6. Limitations, Design Recommendations, and Future Directions
Key limitations include proprietary signal processing opacity, modest sample sizes, exclusion of impact directionality and duration, and sensitivity to impact location. Mandible-induced artefacts and on-field jaw dynamics remain areas for further characterization; sampling windows ≥100 ms are recommended for accurate strain modeling (Liu et al., 2020, Zhan et al., 2022). Behavioral adaptations under protective gear (e.g., Guardian Caps) have not been systematically quantified (Quigley et al., 2023).
Recommendations include standardizing filter parameters, coordinating multi-device data fusion (e.g., combining mouthguard and helmet IMUs), statistically robust cohort expansion, and unifying reporting via SAE J211 coordinate conventions. Expanding brain-injury modeling to subject-specific finite element geometries (MRI, DTI-derived) and real-time feedback are recognized future trends.

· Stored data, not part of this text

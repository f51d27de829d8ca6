//! Structured logging with visual formatting.
//!
//! Provides the leveled macros and box-drawing block style used across the
//! crate. Diagnostic output from trigger instances is additionally gated by
//! the per-trigger `debug_logging` flag at the call site, so the engine never
//! consults process-global debug state to decide behavior.
//!
//! ## Conventions
//!
//! - **`log_version!`**: startup header, once at launch.
//! - **`log_block_start!`**: begins a new conceptual block (daemon phase
//!   changes, trigger registration): an empty `┃` line, then `┣ message`.
//! - **`log_decorated!`**: `┣ message`, a continuation line or standalone
//!   single-line status.
//! - **`log_indented!`**: `┃   message`, nested details within a block.
//! - **`log_pipe!`**: a single `┃` line for vertical spacing.
//! - **`log_end!`**: final `╹` marker, once at shutdown.
//! - **`log_warning!`/`log_error!`/`log_debug!`**: semantic `[LEVEL]` lines
//!   for everything else.
//!
//! Every macro funnels through [`write_line`], which applies the global
//! enable gate. Disabling the gate gives quiet operation for automated
//! processes or tests whose output would otherwise be noise.

use std::fmt::Arguments;
use std::io::Write;
use std::sync::atomic::{AtomicBool, Ordering};

// AtomicBool rather than thread_local so worker threads share the gate.
static LOGGING_ENABLED: AtomicBool = AtomicBool::new(true);

/// Runtime control over log output.
pub struct Log;

impl Log {
    /// Enable or disable logging globally.
    pub fn set_enabled(enabled: bool) {
        LOGGING_ENABLED.store(enabled, Ordering::SeqCst);
    }

    /// Check if logging is currently enabled.
    pub fn is_enabled() -> bool {
        LOGGING_ENABLED.load(Ordering::SeqCst)
    }
}

/// Single sink behind the macros: prefix, message, newline, flush. Flushing
/// per line keeps block characters in order when worker threads interleave.
pub fn write_line(prefix: &str, message: Arguments<'_>) {
    if !Log::is_enabled() {
        return;
    }
    print!("{prefix}{message}\n");
    let _ = std::io::stdout().flush();
}

// # Logging Macros
//
// Each macro takes either a format literal with arguments or a single
// displayable expression.

/// Log a decorated message, typically as part of an existing block or for
/// standalone emphasis.
#[macro_export]
macro_rules! log_decorated {
    ($fmt:literal $($arg:tt)*) => {
        $crate::logger::write_line("┣ ", format_args!($fmt $($arg)*))
    };
    ($expr:expr) => {
        $crate::logger::write_line("┣ ", format_args!("{}", $expr))
    };
}

/// Log an indented message for sub-items or details within a block.
#[macro_export]
macro_rules! log_indented {
    ($fmt:literal $($arg:tt)*) => {
        $crate::logger::write_line("┃   ", format_args!($fmt $($arg)*))
    };
    ($expr:expr) => {
        $crate::logger::write_line("┃   ", format_args!("{}", $expr))
    };
}

/// Log a visual pipe separator for vertical spacing.
#[macro_export]
macro_rules! log_pipe {
    () => {
        $crate::logger::write_line("┃", format_args!(""))
    };
}

/// Log a block start message, initiating a new conceptual block.
#[macro_export]
macro_rules! log_block_start {
    ($fmt:literal $($arg:tt)*) => {
        $crate::logger::write_line("┃\n┣ ", format_args!($fmt $($arg)*))
    };
    ($expr:expr) => {
        $crate::logger::write_line("┃\n┣ ", format_args!("{}", $expr))
    };
}

/// Log the application version header.
#[macro_export]
macro_rules! log_version {
    () => {
        $crate::logger::write_line(
            "┏ ",
            format_args!("timetriggers v{} ━━╸", env!("CARGO_PKG_VERSION")),
        )
    };
}

/// Log the final termination marker.
#[macro_export]
macro_rules! log_end {
    () => {
        $crate::logger::write_line("╹", format_args!(""))
    };
}

/// Log a warning message with pipe prefix and yellow-colored level tag.
#[macro_export]
macro_rules! log_warning {
    ($fmt:literal $($arg:tt)*) => {
        $crate::logger::write_line("┣[\x1b[33mWARNING\x1b[0m] ", format_args!($fmt $($arg)*))
    };
    ($expr:expr) => {
        $crate::logger::write_line("┣[\x1b[33mWARNING\x1b[0m] ", format_args!("{}", $expr))
    };
}

/// Log an error message with pipe prefix and red-colored level tag.
#[macro_export]
macro_rules! log_error {
    ($fmt:literal $($arg:tt)*) => {
        $crate::logger::write_line("┣[\x1b[31mERROR\x1b[0m] ", format_args!($fmt $($arg)*))
    };
    ($expr:expr) => {
        $crate::logger::write_line("┣[\x1b[31mERROR\x1b[0m] ", format_args!("{}", $expr))
    };
}

/// Log a debug/operational message with pipe prefix and green-colored
/// level tag.
#[macro_export]
macro_rules! log_debug {
    ($fmt:literal $($arg:tt)*) => {
        $crate::logger::write_line("┣[\x1b[32mDEBUG\x1b[0m] ", format_args!($fmt $($arg)*))
    };
    ($expr:expr) => {
        $crate::logger::write_line("┣[\x1b[32mDEBUG\x1b[0m] ", format_args!("{}", $expr))
    };
}

#[cfg(test)]
mod tests {
    use super::*;

    #[test]
    fn gate_round_trips() {
        assert!(Log::is_enabled());
        Log::set_enabled(false);
        assert!(!Log::is_enabled());
        Log::set_enabled(true);
        assert!(Log::is_enabled());
    }
}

Recent findings indicate no significant reductions in head kinematics or impact incidence with Guardian Cap soft-shell add-ons during practice, confirming that real-world attenuation remains limited and continued hardware and algorithmic innovation is required (Quigley et al., 2023).
7. Implications for TBI and Sports Biomechanics Research
Instrumented mouthguards offer precise measurement of cranial kinematics, supporting mechanistic studies of concussion and mTBI, benchmarking head injury exposure, and validating helmet and intervention efficacy. Open-access benchmarking via platforms such as FITBIR is enabling cross-study comparison and algorithmic reproducibility, advancing collaborative biomechanics research (Domel et al., 2020). Adaptive thresholds, PSD-driven filter selection, and neural-network denoising establish the contemporary iMG pipeline as robust against artefact and suited for large-scale, high-intensity sports environments.
A plausible implication is that future iMGs, incorporating real-time classification and device-agnostic, physics-derived post processing, will enable granular athlete risk profiling and personalized intervention strategies. Continued multidisciplinary research spanning hardware innovation, computational modeling, and standardized field protocols is necessary for realizing the potential of iMGs in the prevention and clinical management of brain injury.